ISR(USART_RX_vect){//USART Byte reieved
UDRGrab=UDR0;//read the byte right away
if(UDRGrab==255){//new beacon state
beaconIndex=0;//reset the index
return;//exit and wait for more bytes
}else if(beaconIndex<2){
buff[beaconIndex]=UDRGrab;//store the byte
beaconIndex++;//increase the index
if(beaconIndex==2){//received both bytes
newBeaconState=1;
}
}
}

void USART_Init(unsigned int ubrr){//Initialize USART hardware & settings for Serial Radio
UBRR0H=(unsigned char)(ubrr>>8);//set buad rate
UBRR0L=(unsigned char) ubrr;
UCSR0B=(1<<RXEN0);//enable reciever
UCSR0B|=(1<<RXCIE0);//enable recieve complete interrupt
UCSR0C=(3<<UCSZ00);//Set frame format for 8bit with 1 stop
}

void delay_ms(unsigned int time_ms){ // delay for time_ms milliseconds
while (time_ms–)
delay_ms(1); // defined in <util/delay.h>, argument must be < 13
}

int main(){
lcd_init(); // this function must be called before any other LCD command
USART_Init(MYUBRR);//Initialize serial USART

sei();//enable global interrupts

while (1){         // loop forever
	  if(newBeaconState){
		 newBeaconState=0;

		lcd_gotoxy(0, 0);
		lcd_string("DIST:");
		lcd_int(buff[1]);   // display average ADC as an integer

		 lcd_gotoxy(0, 1); // go to the start of LCD line 2

	 
		 if(!(buff[0]&(1<<PC1))){//east detected, do something
			lcd_string("<--     "); // write a character
	 
		 }

		 if(!(buff[0]&(1<<PC2))){//south detected, do something
			lcd_string("   <>   "); // write a character
	 
		 }

		 if(!(buff[0]&(1<<PC3))){//west detected, do something
			lcd_string("     -->"); // write a character
		 }


	   else{
			lcd_string("NOSIGNAL"); // write a space
		 }
 
	 }

}

return 0;
}[/code]
There are some big code changes in here, so feel free to ask questions if any of this doesn’t make sense.

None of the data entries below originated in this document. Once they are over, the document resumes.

//! Request handling for SMS auth events.
//!
//! # Data Flow
//! ```text
//! inbound body
//!     → body.rs (parse, field checks)
//!     → digest (user_id_sha)
//!     → stream::PublishService (POST to stream application)
//!     → envelope.rs (error shaping on failure)
//!     → HandlerResponse (status + JSON body + content headers)
//! ```
//!
//! Every request yields a response; publish failures never escape as errors.

pub mod body;
pub mod envelope;
pub mod variables;

use axum::http::{header, HeaderValue, StatusCode};
use axum::response::{IntoResponse, Response};
use serde_json::{json, Value};

use crate::config::{PublisherConfig, StreamConfig};
use crate::digest::{generate_digest, DigestAlgorithm};
use crate::stream::{PublishService, StreamClient};

pub use body::{parse_body, sms_user_id, VALIDATION_ERROR};
pub use envelope::{ErrorEnvelope, DEFAULT_ERROR_MESSAGE};
pub use variables::{authorization_header, HeaderVariables, RequestVariables, API_KEY_VARIABLE};

/// Key added to the payload before publishing.
pub const USER_ID_SHA_FIELD: &str = "user_id_sha";

/// How a request ended.
#[derive(Debug, Clone, Copy, PartialEq, Eq)]
pub enum Outcome {
    /// Body failed validation; nothing was published.
    Rejected,
    /// The stream accepted the message.
    Published,
    /// The stream call failed.
    Failed,
}

impl Outcome {
    pub fn as_str(self) -> &'static str {
        match self {
            Outcome::Rejected => "rejected",
            Outcome::Published => "published",
            Outcome::Failed => "failed",
        }
    }
}

/// Status and JSON body produced for one request.
#[derive(Debug, Clone, PartialEq)]
pub struct HandlerResponse {
    pub status: StatusCode,
    pub body: Value,
    pub outcome: Outcome,
}

impl IntoResponse for HandlerResponse {
    fn into_response(self) -> Response {
        (
            self.status,
            [
                (header::CONTENT_TYPE, HeaderValue::from_static("application/json")),
                (header::CONTENT_LANGUAGE, HeaderValue::from_static("en-US")),
            ],
            self.body.to_string(),
        )
            .into_response()
    }
}

/// Validates SMS auth events and publishes them to the configured stream.
#[derive(Clone, Debug)]
pub struct SmsEventHandler {
    publisher: PublishService,
    app_name: String,
    stream_name: String,
}

impl SmsEventHandler {
    pub fn new(publisher: PublishService, stream: &StreamConfig) -> Self {
        Self {
            publisher,
            app_name: stream.app_name.clone(),
            stream_name: stream.stream_name.clone(),
        }
    }

    /// Build the handler and its stream client from configuration.
    pub fn from_config(config: &PublisherConfig) -> Result<Self, reqwest::Error> {
        let stream = std::sync::Arc::new(config.stream.clone());
        let client = StreamClient::new(stream, &config.timeouts)?;
        Ok(Self::new(PublishService::new(client), &config.stream))
    }

    /// Handle one request body.
    ///
    /// The authorization value is derived from `variables` on every call.
    pub async fn handle<V>(&self, variables: &V, raw_body: &[u8]) -> HandlerResponse
    where
        V: RequestVariables + ?Sized,
    {
        let authorization = authorization_header(variables);
        let mut body = parse_body(raw_body);

        let Some(user_id) = sms_user_id(&body) else {
            tracing::debug!("Rejected request body");
            return HandlerResponse {
                status: StatusCode::OK,
                body: json!({ "error": VALIDATION_ERROR }),
                outcome: Outcome::Rejected,
            };
        };

        body.insert(
            USER_ID_SHA_FIELD.to_string(),
            Value::String(generate_digest(DigestAlgorithm::Sha256, &user_id)),
        );

        match self
            .publisher
            .publish_message_to_stream(&self.app_name, &self.stream_name, &authorization, &body)
            .await
        {
            Ok(published) => HandlerResponse {
                status: StatusCode::OK,
                body: published.message,
                outcome: Outcome::Published,
            },
            Err(e) => {
                let (status, envelope) = ErrorEnvelope::from_error(&e);
                HandlerResponse {
                    status,
                    body: envelope.into(),
                    outcome: Outcome::Failed,
                }
            }
        }
    }
}

#[cfg(test)]
mod tests {
    use super::*;
    use crate::digest::sha256_hex;
    use std::collections::HashMap;
    use wiremock::matchers::{body_partial_json, header, method, path};
    use wiremock::{Mock, MockServer, ResponseTemplate};

    fn handler_for(c8_url: &str) -> SmsEventHandler {
        let mut config = PublisherConfig::default();
        config.stream.c8_url = c8_url.to_string();
        config.stream.fabric = "edge".into();
        config.stream.app_name = "app".into();
        config.stream.stream_name = "events".into();
        SmsEventHandler::from_config(&config).unwrap()
    }

    fn vars(key: &str) -> HashMap<String, String> {
        HashMap::from([(API_KEY_VARIABLE.to_string(), key.to_string())])
    }

    /// Serve one request with a 503 whose body ends short of its
    /// Content-Length, then hang up.
    async fn truncated_upstream() -> String {
        use tokio::io::{AsyncReadExt, AsyncWriteExt};

        let listener = tokio::net::TcpListener::bind("127.0.0.1:0").await.unwrap();
        let addr = listener.local_addr().unwrap();
        tokio::spawn(async move {
            let (mut socket, _) = listener.accept().await.unwrap();
            let mut request = Vec::new();
            let mut buf = [0u8; 1024];
            loop {
                let n = socket.read(&mut buf).await.unwrap();
                request.extend_from_slice(&buf[..n]);
                let text = String::from_utf8_lossy(&request).to_ascii_lowercase();
                if let Some(end) = text.find("\r\n\r\n") {
                    let length = text[..end]
                        .lines()
                        .find_map(|l| l.strip_prefix("content-length:"))
                        .and_then(|v| v.trim().parse::<usize>().ok())
                        .unwrap_or(0);
                    if n == 0 || request.len() >= end + 4 + length {
                        break;
                    }
                } else if n == 0 {
                    break;
                }
            }
            socket
                .write_all(
                    b"HTTP/1.1 503 Service Unavailable\r\nContent-Length: 100\r\nConnection: close\r\n\r\n{\"code\"",
                )
                .await
                .unwrap();
            socket.shutdown().await.unwrap();
        });
        format!("http://{addr}")
    }

    #[tokio::test]
    async fn test_rejected_bodies_never_reach_stream() {
        let server = MockServer::start().await;
        Mock::given(method("POST"))
            .respond_with(ResponseTemplate::new(200))
            .expect(0)
            .mount(&server)
            .await;

        let handler = handler_for(&server.uri());
        for raw in [
            "",
            "not json",
            r#"{"user_id":"u1","auth_type":"email","url_path":"/x"}"#,
            r#"{"user_id":"u1","auth_type":"sms"}"#,
        ] {
            let response = handler.handle(&vars("k"), raw.as_bytes()).await;
            assert_eq!(response.status, StatusCode::OK);
            assert_eq!(response.body, json!({"error": VALIDATION_ERROR}));
            assert_eq!(response.outcome, Outcome::Rejected);
        }
    }

    #[tokio::test]
    async fn test_publishes_enriched_payload() {
        let server = MockServer::start().await;
        Mock::given(method("POST"))
            .and(path("/_fabric/edge/_api/streamapps/http/app/events"))
            .and(header("authorization", "apikey secret"))
            .and(body_partial_json(json!({
                "user_id": "u1",
                "auth_type": "SMS",
                "url_path": "/x",
                "user_id_sha": sha256_hex("u1"),
            })))
            .respond_with(ResponseTemplate::new(200).set_body_json(json!({"message": "queued"})))
            .expect(1)
            .mount(&server)
            .await;

        let response = handler_for(&server.uri())
            .handle(
                &vars("secret"),
                br#"{"user_id":"u1","auth_type":"SMS","url_path":"/x"}"#,
            )
            .await;

        assert_eq!(response.status, StatusCode::OK);
        assert_eq!(response.body, json!("queued"));
        assert_eq!(response.outcome, Outcome::Published);
    }

    #[tokio::test]
    async fn test_downstream_error_is_relayed() {
        let server = MockServer::start().await;
        Mock::given(method("POST"))
            .respond_with(
                ResponseTemplate::new(503).set_body_string(r#"{"code":"C1","errorNum":7}"#),
            )
            .mount(&server)
            .await;

        let response = handler_for(&server.uri())
            .handle(&vars("k"), br#"{"user_id":"u1","auth_type":"sms","url_path":"/x"}"#)
            .await;

        assert_eq!(response.status, StatusCode::SERVICE_UNAVAILABLE);
        assert_eq!(
            response.body,
            json!({"errorCode": "C1", "errorMessage": "Something went wrong", "errorNum": 7})
        );
        assert_eq!(response.outcome, Outcome::Failed);
    }

    #[tokio::test]
    async fn test_network_error_is_internal() {
        let response = handler_for("http://127.0.0.1:1")
            .handle(&vars("k"), br#"{"user_id":"u1","auth_type":"sms","url_path":"/x"}"#)
            .await;

        assert_eq!(response.status, StatusCode::INTERNAL_SERVER_ERROR);
        let message = response.body["errorMessage"].as_str().unwrap();
        assert!(!message.is_empty());
        assert_eq!(response.body.as_object().unwrap().len(), 1);
    }

    #[tokio::test]
    async fn test_truncated_error_body_relays_status() {
        let upstream = truncated_upstream().await;
        let response = handler_for(&upstream)
            .handle(&vars("k"), br#"{"user_id":"u1","auth_type":"sms","url_path":"/x"}"#)
            .await;

        assert_eq!(response.status, StatusCode::SERVICE_UNAVAILABLE);
        assert_eq!(response.body, json!({"errorMessage": "Something went wrong"}));
        assert_eq!(response.outcome, Outcome::Failed);
    }

    #[test]
    fn test_into_response_sets_headers() {
        let response = HandlerResponse {
            status: StatusCode::OK,
            body: json!({"error": VALIDATION_ERROR}),
            outcome: Outcome::Rejected,
        }
        .into_response();

        assert_eq!(response.status(), StatusCode::OK);
        let headers = response.headers();
        assert_eq!(headers[axum::http::header::CONTENT_TYPE], "application/json");
        assert_eq!(headers[axum::http::header::CONTENT_LANGUAGE], "en-US");
    }
}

Also, I generally try not to post code I haven’t completely tested, but I only have one Orangutan that isn’t embedded in a project right now, so I tested the two programs separately. I’m fairly sure they’ll work together though, but I guess you’ll have to answer that question.

-Adam


#63

Adam,

loaded the Orangutans with your new code. The result on the LCD is odd. Information is oreiented correctly however, data just flips and does not seem to be working with the sensors, both beacon and EZ1. Rather a random pattern of DIST: numbers and my directional arrows are flipping all around not connected to the beacon. I have proven the radio is working because if I turn off the baby the data on the big stops. FYI, the input for the EZ1 of course is my hand waving in front of it and the beacon input is the paired second beacon moving in front of the beacon attached to the baby.

Have I explained this enough for you, if not let me know and I can take another stab at it.